//! This test verifies that a borrow of a slice extends through function
//! returns, preventing mutations even when the slice is returned.
//!
//! If this code compiles, there is a bug in the API design.

use ballast_core::{VectorId, VectorStore};

fn get_first_slice(store: &VectorStore, id: VectorId) -> &[f32] {
    store.get(id).unwrap()
}

fn main() {
    let mut store = VectorStore::new(4).unwrap();
    let id = store.append(&[1.0; 4]).unwrap();

    let slice = get_first_slice(&store, id);

    // ERROR: Cannot call append() because the borrow from get_first_slice
    // extends through the return and `slice` is still borrowing &store
    store.append(&[2.0; 4]).unwrap();

    println!("{}", slice[0]);
}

**Exercise brief:**
Nothing in the listing should be left out; repeat it exactly.

**Task response:**
//! This test verifies that a borrow of a slice extends through function
//! returns, preventing mutations even when the slice is returned.
//!
//! If this code compiles, there is a bug in the API design.

use ballast_core::{VectorId, VectorStore};

fn get_first_slice(store: &VectorStore, id: VectorId) -> &[f32] {
    store.get(id).unwrap()
}

fn main() {
    let mut store = VectorStore::new(4).unwrap();
    let id = store.append(&[1.0; 4]).unwrap();

    let slice = get_first_slice(&store, id);

    // ERROR: Cannot call append() because the borrow from get_first_slice
    // extends through the return and `slice` is still borrowing &store
    store.append(&[2.0; 4]).unwrap();

    println!("{}", slice[0]);
}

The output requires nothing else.